(1.) The writ petitioner under Article 226/227 of the Constitution of India, is a company incorporated under the laws of Mauritius, challenges a ruling dated 21.03.2012 (hereinafter referred to as the 'impugned ruling') of the Authority for Advance Ruling, (hereinafter referred to as 'AAR') in A.A.R. No.1048 of 2011. By the impugned ruling, the AAR held that the entire gains on the sale of equity shares and Compulsorily Convertible Debentures (CCDs) held by the petitioner are not exempt from income tax in India by virtue of the Double Taxation Avoidance Convention (hereinafter referred to as 'DTAA') with Mauritius and that the gains arising on the sale of CCDs are interest within the meaning of Section 2(28A) of the Income Tax Act, 1961 (hereinafter referred to as 'the Act') and Article 11 of the DTAC and are taxable as such.

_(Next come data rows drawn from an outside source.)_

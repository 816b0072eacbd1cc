use chrono::Utc;
use validator::Validate;

use super::session_locks::SessionLocks;
use super::word_selector::{scramble, WordSelector};
use crate::error::QuizError;
use crate::metrics::{record_session_transition, ANSWERS_SUBMITTED_TOTAL};
use crate::models::quiz::answers_match;
use crate::models::{
    AnswerOutcome, CreateQuizSessionRequest, CurrentWordView, OperatorWordView, QuizAttempt,
    QuizSession, QuizStats, QuizStatus, ScrambledWord, SubmitAnswerRequest, SubmitAnswerResponse,
    UpdateCurrentWordRequest, Word,
};
use crate::storage::Storage;

/// Drives the quiz session lifecycle against storage.
///
/// Every mutating operation holds the per-session lock for its whole
/// read-modify-write sequence, so two submissions against the same session
/// never interleave.
pub struct QuizSessionService {
    storage: Storage,
    selector: WordSelector,
    locks: SessionLocks,
    default_total_words: u32,
}

impl QuizSessionService {
    pub fn new(storage: &Storage, locks: SessionLocks, default_total_words: u32) -> Self {
        Self {
            storage: storage.clone(),
            selector: WordSelector::new(storage.words.clone()),
            locks,
            default_total_words,
        }
    }

    pub async fn create_session(&self, req: CreateQuizSessionRequest) -> Result<QuizSession, QuizError> {
        req.validate()?;
        let name = req.name.trim().to_string();
        if name.is_empty() {
            return Err(QuizError::validation("Name must not be blank"));
        }

        let total_words = req.total_words.unwrap_or(self.default_total_words);
        let session = QuizSession::new(name, total_words, req.time_limit_seconds);
        self.storage.sessions.save_session(&session).await?;

        record_session_transition("created", false);
        tracing::info!(
            "Quiz session created: {} ({} words)",
            session.id,
            session.total_words
        );
        Ok(session)
    }

    pub async fn list_sessions(&self) -> Result<Vec<QuizSession>, QuizError> {
        Ok(self.storage.sessions.list_sessions().await?)
    }

    pub async fn get_session(&self, session_id: &str) -> Result<QuizSession, QuizError> {
        Ok(self.storage.sessions.get_session(session_id).await?)
    }

    /// PENDING -> ACTIVE with a first word drawn from the whole pool.
    pub async fn start_session(&self, session_id: &str) -> Result<QuizSession, QuizError> {
        let _guard = self.locks.acquire(session_id).await;
        let mut session = self.storage.sessions.get_session(session_id).await?;
        session.ensure_pending()?;

        let first = self.selector.select(&[]).await?;
        session.begin(first.id.clone(), Utc::now())?;
        self.storage.sessions.save_session(&session).await?;
        self.selector.record_usage(&first.id).await;

        record_session_transition("started", false);
        tracing::info!("Quiz session started: {} with word {}", session.id, first.id);
        Ok(session)
    }

    pub async fn submit_answer(
        &self,
        session_id: &str,
        req: SubmitAnswerRequest,
    ) -> Result<SubmitAnswerResponse, QuizError> {
        req.validate()?;
        let _guard = self.locks.acquire(session_id).await;
        let mut session = self.storage.sessions.get_session(session_id).await?;
        let word_id = session.current_word_for_answer()?.to_string();
        let word = self.storage.words.get_word(&word_id).await?;

        let is_correct = answers_match(&req.answer, &word.text);
        let outcome = session.record_answer(is_correct);
        let now = Utc::now();

        let attempt = QuizAttempt {
            id: uuid::Uuid::new_v4().to_string(),
            session_id: session.id.clone(),
            word_id: word.id.clone(),
            contestant_name: req.contestant_name.trim().to_string(),
            answer: req.answer,
            is_correct,
            attempt_number: session.total_attempts,
            elapsed_seconds: req.elapsed_seconds,
            created_at: now,
        };

        let next_word = match outcome {
            AnswerOutcome::Retry => None,
            AnswerOutcome::Complete => {
                session.complete(now);
                None
            }
            AnswerOutcome::Advance => match self.selector.select(&session.used_word_ids).await {
                Ok(next) => {
                    session.advance_to(next.id.clone());
                    Some(next)
                }
                Err(QuizError::NotFound(_)) => {
                    tracing::info!(
                        "Word pool exhausted for session {} at index {}, completing",
                        session.id,
                        session.current_word_index
                    );
                    session.complete(now);
                    None
                }
                Err(e) => return Err(e),
            },
        };

        self.storage
            .sessions
            .save_session_with_attempt(&session, &attempt)
            .await?;

        ANSWERS_SUBMITTED_TOTAL
            .with_label_values(&[if is_correct { "true" } else { "false" }])
            .inc();
        tracing::info!(
            "Answer #{} for session {} by {}: correct={}",
            attempt.attempt_number,
            session.id,
            attempt.contestant_name,
            is_correct
        );

        if let Some(next) = &next_word {
            self.selector.record_usage(&next.id).await;
        }

        let session_complete = session.status == QuizStatus::Completed;
        if session_complete {
            record_session_transition("completed", true);
            tracing::info!(
                "Quiz session completed: {} ({}/{} correct)",
                session.id,
                session.correct_answers,
                session.total_attempts
            );
        }

        Ok(SubmitAnswerResponse {
            is_correct,
            correct_answer: word.text,
            next_word: next_word.map(|word| {
                let scrambled = scramble(&word.text);
                ScrambledWord { word, scrambled }
            }),
            session_complete,
        })
    }

    /// Forces COMPLETED from PENDING or ACTIVE.
    pub async fn end_session(&self, session_id: &str) -> Result<QuizSession, QuizError> {
        let _guard = self.locks.acquire(session_id).await;
        let mut session = self.storage.sessions.get_session(session_id).await?;
        let was_active = session.status == QuizStatus::Active;

        session.end(Utc::now())?;
        self.storage.sessions.save_session(&session).await?;

        record_session_transition("completed", was_active);
        tracing::info!("Quiz session ended: {}", session.id);
        Ok(session)
    }

    pub async fn cancel_session(&self, session_id: &str) -> Result<QuizSession, QuizError> {
        let _guard = self.locks.acquire(session_id).await;
        let mut session = self.storage.sessions.get_session(session_id).await?;
        let was_active = session.status == QuizStatus::Active;

        session.cancel(Utc::now())?;
        self.storage.sessions.save_session(&session).await?;

        record_session_transition("cancelled", was_active);
        tracing::info!("Quiz session cancelled: {}", session.id);
        Ok(session)
    }

    /// Operator override. The word id is not checked against the pool.
    pub async fn update_current_word(
        &self,
        session_id: &str,
        req: UpdateCurrentWordRequest,
    ) -> Result<QuizSession, QuizError> {
        req.validate()?;
        let _guard = self.locks.acquire(session_id).await;
        let mut session = self.storage.sessions.get_session(session_id).await?;

        session.override_current_word(req.word_id)?;
        self.storage.sessions.save_session(&session).await?;

        tracing::warn!(
            "Current word of session {} overridden to {:?}",
            session.id,
            session.current_word_id
        );
        Ok(session)
    }

    /// Contestant view: scrambled, no answer.
    pub async fn current_word(&self, session_id: &str) -> Result<CurrentWordView, QuizError> {
        let (session, word) = self.load_current_word(session_id).await?;
        Ok(build_view(&session, &word))
    }

    pub async fn operator_word(&self, session_id: &str) -> Result<OperatorWordView, QuizError> {
        let (session, word) = self.load_current_word(session_id).await?;
        Ok(OperatorWordView {
            view: build_view(&session, &word),
            answer: word.text,
        })
    }

    pub async fn attempts(&self, session_id: &str) -> Result<Vec<QuizAttempt>, QuizError> {
        self.storage.sessions.get_session(session_id).await?;
        Ok(self.storage.attempts.list_attempts(session_id).await?)
    }

    pub async fn stats(&self, session_id: &str) -> Result<QuizStats, QuizError> {
        let session = self.storage.sessions.get_session(session_id).await?;
        let attempts = self.storage.attempts.list_attempts(session_id).await?;
        Ok(QuizStats::compute(&session, &attempts))
    }

    async fn load_current_word(&self, session_id: &str) -> Result<(QuizSession, Word), QuizError> {
        let session = self.storage.sessions.get_session(session_id).await?;
        session.ensure_active()?;
        let word_id = session
            .current_word_id
            .clone()
            .ok_or_else(|| QuizError::invalid_state("Session has no current word"))?;
        let word = self.storage.words.get_word(&word_id).await?;
        Ok((session, word))
    }
}

fn build_view(session: &QuizSession, word: &Word) -> CurrentWordView {
    CurrentWordView {
        session_id: session.id.clone(),
        word_id: word.id.clone(),
        scrambled: scramble(&word.text),
        clues: word.clues.clone(),
        difficulty: word.difficulty,
        letter_count: word.text.chars().count(),
        word_index: session.current_word_index,
        total_words: session.total_words,
        time_limit_seconds: session.time_limit_seconds,
    }
}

(2.) Brief facts of the case are that Vatika Limited (hereinafter referred to as 'Vatika') is an Indian company and is inter alia engaged in the business of developing and dealing in real estate. Vatika is the owner of a contiguous tract of land admeasuring 6.881 acres or 10,00,000 sq. ft situated in village Badshahpur Tehsil, Gurgaon (hereinafter referred to as the 'Land'), which has been reserved for being developed as a cyber park, to be used for software development activities and IT enabled services as per the provisions of Notification No. CCP (NCR)/GDP-III/2001/1555 dated 30.07.2001 as amended from time to time. SH Tech Park Developers Private Limited (hereinafter referred to as the 'JV Company') is an Indian Company and was incorporated on 04.07.2007 as a 100% subsidiary of Vatika.
(3.) The petitioner is a company incorporated under the laws of Mauritius and is a tax resident of Mauritius and is inter alia engaged in the business of investment into Indian companies engaged in construction and development business in India. The petitioner entered into a Securities Subscription Agreement dated 11.08.2007 (hereinafter referred to as 'SSA') and a Shareholder's Agreement dated 11.08.2007 (hereinafter referred to as 'SHA') with Vatika and the JV Company. As per the SSA, the petitioner agreed to acquire 35% ownership interest in the JV Company by making a total investment of Rs. 100 crores in five tranches. The petitioner agreed to subscribe to 46,307 equity shares having a par value of Rs. 10/- each and 88,25,85,590 zero percent CCDs having a par value of '1/- each in a planned and phased manner. The SHA recorded the terms of the relationship between the petitioner, Vatika and the JV Company, their inter se rights and obligations including matters relating to transfer of equity shares and the management and operation of the JV Company. The said agreement also provided for a call option given to Vatika by the petitioner to acquire all the aforementioned securities during the call period and likewise, a put option given by Vatika to the petitioner to sell to Vatika all the aforementioned securities during the determined period.